The exercises can be conducted at various scales of magnitude and sophistication. The following are examples of types of exercises conducted by EMOs:
An Orientation Exercise lays the groundwork for a comprehensive exercise programme. It is a planned event, developed to bring together individuals and officials with a role or interest in multi-hazard response planning, problem solving, development of SOPs, and resource integration and coordination. An Orientation Exercise will have a specific goal and written objectives and result in an agreed upon Plan of Action.
The Drill is a planned activity that tests, develops, and/or maintains skills in a single or limited emergency response procedure. Drills generally involve operational response of single departments or agencies. Drills can involve internal notifications and/or field activities.
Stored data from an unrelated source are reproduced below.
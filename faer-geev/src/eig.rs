//! eigensolver invocation.
//!
//! every call runs through the same steps: the input is checked (square, non-empty), the
//! backend readiness is checked, a [`Workspace`](crate::Workspace) is planned, the buffers are
//! allocated and handed to the `geev` entry point selected by the element type, and the
//! eigenvalues are assembled into one complex vector.

use crate::backend::{GeevBackend, GeevBuffers, Job, Session};
use crate::workspace::{self, MAX_DIM};
use crate::{DType, DynMatrix, Element, Error, Matrix};
use num_complex::{Complex, Complex32, Complex64};
use num_traits::{Float, Zero};

/// right eigenpairs of a square matrix, as returned by the backend.
///
/// for real inputs, the eigenvectors of a complex conjugate pair `(λ, conj(λ))` stored at
/// indices `j` and `j + 1` are packed: column `j` holds the real part and column `j + 1`
/// holds the imaginary part of the eigenvector of `λ`. see [`Eigen::into_complex`].
#[derive(Clone, Debug, PartialEq)]
pub struct Eigen<T: Element> {
	/// eigenvalues in backend order
	pub eigenvalues: Vec<Complex<T::Real>>,
	/// right eigenvectors, column `i` belongs to `eigenvalues[i]`
	pub eigenvectors: Matrix<T>,
}

/// right eigenpairs with complex eigenvectors
#[derive(Clone, Debug, PartialEq)]
pub struct ComplexEigen<R> {
	pub eigenvalues: Vec<Complex<R>>,
	pub eigenvectors: Matrix<Complex<R>>,
}

/// eigenpairs of a [`DynMatrix`]
#[derive(Clone, Debug, PartialEq)]
pub enum DynEigen {
	F32(Eigen<f32>),
	F64(Eigen<f64>),
	C32(Eigen<Complex32>),
	C64(Eigen<Complex64>),
}

impl<T: Element> Eigen<T> {
	/// dimension of the problem
	#[inline]
	pub fn n(&self) -> usize {
		self.eigenvalues.len()
	}

	/// unpacks the eigenvectors into complex columns
	pub fn into_complex(self) -> ComplexEigen<T::Real> {
		let n = self.n();
		let vectors = &self.eigenvectors;
		let mut out = Matrix::<Complex<T::Real>>::zeros(n, n);

		if !T::DESCRIPTOR.split_eigenvalues {
			for j in 0..n {
				for i in 0..n {
					out[(i, j)] = vectors[(i, j)].to_complex();
				}
			}
		} else {
			let mut j = 0;
			while j < n {
				if self.eigenvalues[j].im != T::Real::zero() && j + 1 < n {
					for i in 0..n {
						let re = vectors[(i, j)].to_complex().re;
						let im = vectors[(i, j + 1)].to_complex().re;
						out[(i, j)] = Complex::new(re, im);
						out[(i, j + 1)] = Complex::new(re, -im);
					}
					j += 2;
				} else {
					for i in 0..n {
						out[(i, j)] = vectors[(i, j)].to_complex();
					}
					j += 1;
				}
			}
		}

		ComplexEigen {
			eigenvalues: self.eigenvalues,
			eigenvectors: out,
		}
	}
}

impl<R: Float> ComplexEigen<R> {
	/// sorts the eigenpairs by real part, then imaginary part, permuting the eigenvectors along
	pub fn sort_canonical(&mut self) {
		let mut perm: Vec<usize> = (0..self.eigenvalues.len()).collect();
		let values = &self.eigenvalues;
		perm.sort_by(|&a, &b| {
			let (a, b) = (values[a], values[b]);
			a.re.partial_cmp(&b.re)
				.unwrap_or(core::cmp::Ordering::Equal)
				.then(a.im.partial_cmp(&b.im).unwrap_or(core::cmp::Ordering::Equal))
		});

		let sorted = perm.iter().map(|&i| values[i]).collect();
		self.eigenvalues = sorted;
		self.eigenvectors = self.eigenvectors.permute_cols(&perm);
	}

	/// largest entry of `|A v - λ v|` over all eigenpairs, for checking a solution
	pub fn max_residual<T: Element<Real = R>>(&self, a: &Matrix<T>) -> R {
		let n = self.eigenvalues.len();
		let mut max = R::zero();
		for (k, &lambda) in self.eigenvalues.iter().enumerate() {
			let v = self.eigenvectors.col(k);
			for i in 0..n {
				let mut acc = Complex::<R>::zero();
				for j in 0..n {
					acc = acc + a[(i, j)].to_complex() * v[j];
				}
				max = max.max((acc - lambda * v[i]).norm());
			}
		}
		max
	}
}

impl DynEigen {
	#[inline]
	pub fn dtype(&self) -> DType {
		match self {
			DynEigen::F32(_) => DType::F32,
			DynEigen::F64(_) => DType::F64,
			DynEigen::C32(_) => DType::C32,
			DynEigen::C64(_) => DType::C64,
		}
	}

	/// dimension of the problem
	#[inline]
	pub fn n(&self) -> usize {
		match self {
			DynEigen::F32(e) => e.n(),
			DynEigen::F64(e) => e.n(),
			DynEigen::C32(e) => e.n(),
			DynEigen::C64(e) => e.n(),
		}
	}
}

/// failed attempt. on [`Error::BackendNotReady`] the untouched input is handed back.
struct Failure<T> {
	error: Error,
	input: Option<Matrix<T>>,
}

impl<T> From<Error> for Failure<T> {
	#[inline]
	fn from(error: Error) -> Self {
		Self { error, input: None }
	}
}

fn check_shape<T: Copy>(a: &Matrix<T>) -> Result<usize, Error> {
	let (nrows, ncols) = a.shape();
	if nrows != ncols {
		return Err(Error::ShapeError { nrows, ncols });
	}
	if nrows == 0 || nrows > MAX_DIM {
		return Err(Error::invalid_dimension(nrows, ncols));
	}
	Ok(nrows)
}

fn attempt<T: Element, B: GeevBackend + ?Sized>(backend: &mut B, a: Matrix<T>) -> Result<Eigen<T>, Failure<T>> {
	let n = check_shape(&a)?;

	let not_ready = |a| Failure {
		error: Error::BackendNotReady,
		input: Some(a),
	};
	if !backend.is_initialized() {
		return Err(not_ready(a));
	}
	let ws = match workspace::plan(&*backend, T::DTYPE, n) {
		Ok(ws) => ws,
		Err(Error::BackendNotReady) => return Err(not_ready(a)),
		Err(err) => return Err(err.into()),
	};

	let mut buffers = GeevBuffers::new(a.into_vec(), &ws);
	match T::call_geev(backend, Job::NoVectors, Job::Vectors, &mut buffers) {
		Ok(0) => {}
		Ok(status) => {
			log::debug!(
				"{}: {} returned status {status} for n = {n}",
				backend.name(),
				T::DESCRIPTOR.routine.name()
			);
			return Err(Error::SolverFailed(status).into());
		}
		Err(Error::BackendNotReady) => {
			let a = Matrix::from_column_major(n, n, buffers.a)?;
			return Err(not_ready(a));
		}
		Err(err) => return Err(err.into()),
	}

	let GeevBuffers { w, wi, vr, .. } = buffers;
	let eigenvalues = if T::DESCRIPTOR.split_eigenvalues {
		w.iter().zip(&wi).map(|(re, &im)| Complex::new(re.to_complex().re, im)).collect()
	} else {
		w.iter().map(|w| w.to_complex()).collect()
	};

	Ok(Eigen {
		eigenvalues,
		eigenvectors: Matrix::from_column_major(n, n, vr)?,
	})
}

/// computes the eigenvalues and right eigenvectors of the square matrix `a` on an initialized
/// backend, consuming `a` as scratch.
///
/// # errors
/// - [`Error::ShapeError`] if `a` is not square.
/// - [`Error::InvalidDimension`] if `a` is empty or too large for the backend.
/// - [`Error::BackendNotReady`] if the backend is not initialized.
/// - [`Error::SolverFailed`] if the backend reports a non-zero status.
pub fn geev<T: Element, B: GeevBackend + ?Sized>(backend: &mut B, a: Matrix<T>) -> Result<Eigen<T>, Error> {
	attempt(backend, a).map_err(|failure| failure.error)
}

/// calls `geev` on a matrix whose element type is only known at runtime
pub fn geev_dyn<B: GeevBackend + ?Sized>(backend: &mut B, a: DynMatrix) -> Result<DynEigen, Error> {
	Ok(match a {
		DynMatrix::F32(a) => DynEigen::F32(geev(backend, a)?),
		DynMatrix::F64(a) => DynEigen::F64(geev(backend, a)?),
		DynMatrix::C32(a) => DynEigen::C32(geev(backend, a)?),
		DynMatrix::C64(a) => DynEigen::C64(geev(backend, a)?),
	})
}

impl<B: GeevBackend + ?Sized> Session<'_, B> {
	/// computes the eigenpairs of `a`, leaving it untouched
	#[inline]
	pub fn eig<T: Element>(&mut self, a: &Matrix<T>) -> Result<Eigen<T>, Error> {
		self.eig_in_place(a.clone())
	}

	/// computes the eigenpairs of `a`, using its storage as scratch.
	///
	/// if the backend turns out not to be ready, it is reinitialized and the call is retried
	/// once.
	pub fn eig_in_place<T: Element>(&mut self, a: Matrix<T>) -> Result<Eigen<T>, Error> {
		match attempt(&mut *self.backend, a) {
			Ok(eig) => Ok(eig),
			Err(Failure {
				error: Error::BackendNotReady,
				input: Some(a),
			}) => {
				log::warn!("{}: backend not ready, retrying once", self.backend.name());
				self.reinit()?;
				geev(&mut *self.backend, a)
			}
			Err(failure) => Err(failure.error),
		}
	}

	/// calls [`Session::eig_in_place`] on a matrix whose element type is only known at runtime
	pub fn eig_dyn(&mut self, a: DynMatrix) -> Result<DynEigen, Error> {
		Ok(match a {
			DynMatrix::F32(a) => DynEigen::F32(self.eig_in_place(a)?),
			DynMatrix::F64(a) => DynEigen::F64(self.eig_in_place(a)?),
			DynMatrix::C32(a) => DynEigen::C32(self.eig_in_place(a)?),
			DynMatrix::C64(a) => DynEigen::C64(self.eig_in_place(a)?),
		})
	}
}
The Tabletop Exercise is a planned activity in which local officials, key staff, and organizations with disaster management responsibilities are presented with simulated emergency situations. It is usually informal, in a conference room
environment, and is designed to elicit constructive discussion from participants. Participants will examine and attempt to resolve problems, based on plans and procedures, if they exist. Individuals are encouraged to discuss decisions in depth with an emphasis on slow-paced problem solving, rather than rapid, real time decisionmaking. A Tabletop Exercise should have specific goals, objectives, and a scenario narrative.
A Functional Exercise is a planned activity designed to test and evaluate organizational capacities. It is also utilized to evaluate the capability of a community’s emergency management system by testing the Emergency Operations
Plan (EOP). It is based on a simulation of a realistic emergency that includes a description of the situation (narrative) with communications between players and simulators. The Functional Exercise gives the players (decision-makers) a fully simulated experience of being in a major disaster event. It should take place at the appropriate coordination location (i.e. emergency operations centre, emergency command centre, command post, master control centre, etc.) and involve all the appropriate members designated by the plan. Both internal and external agencies (government, private sector, and volunteer agencies) should be involved. It requires players, controllers, simulators, and evaluators. Message traffic will be simulated and inserted by the control team for player response/actions, under real time constraints. It may or may not include public evacuations. A Functional Exercise should have specific goals, objectives, and a scenario narrative.
A Full-scale Exercise is the culmination of a progressive exercise programme that has grown with the capacity of the community to conduct exercises. A Full-Scale Exercise is a planned activity in a “challenging” environment that encompasses a majority of the emergency management functions. This type of exercise involves the actual mobilization and deployment of the appropriate personnel and resources needed to demonstrate operational capabilities. EOCs and other command centres are required to be activated. A Full-scale Exercise is the largest, costliest, and most complex exercise type. It may or may not include public evacuations.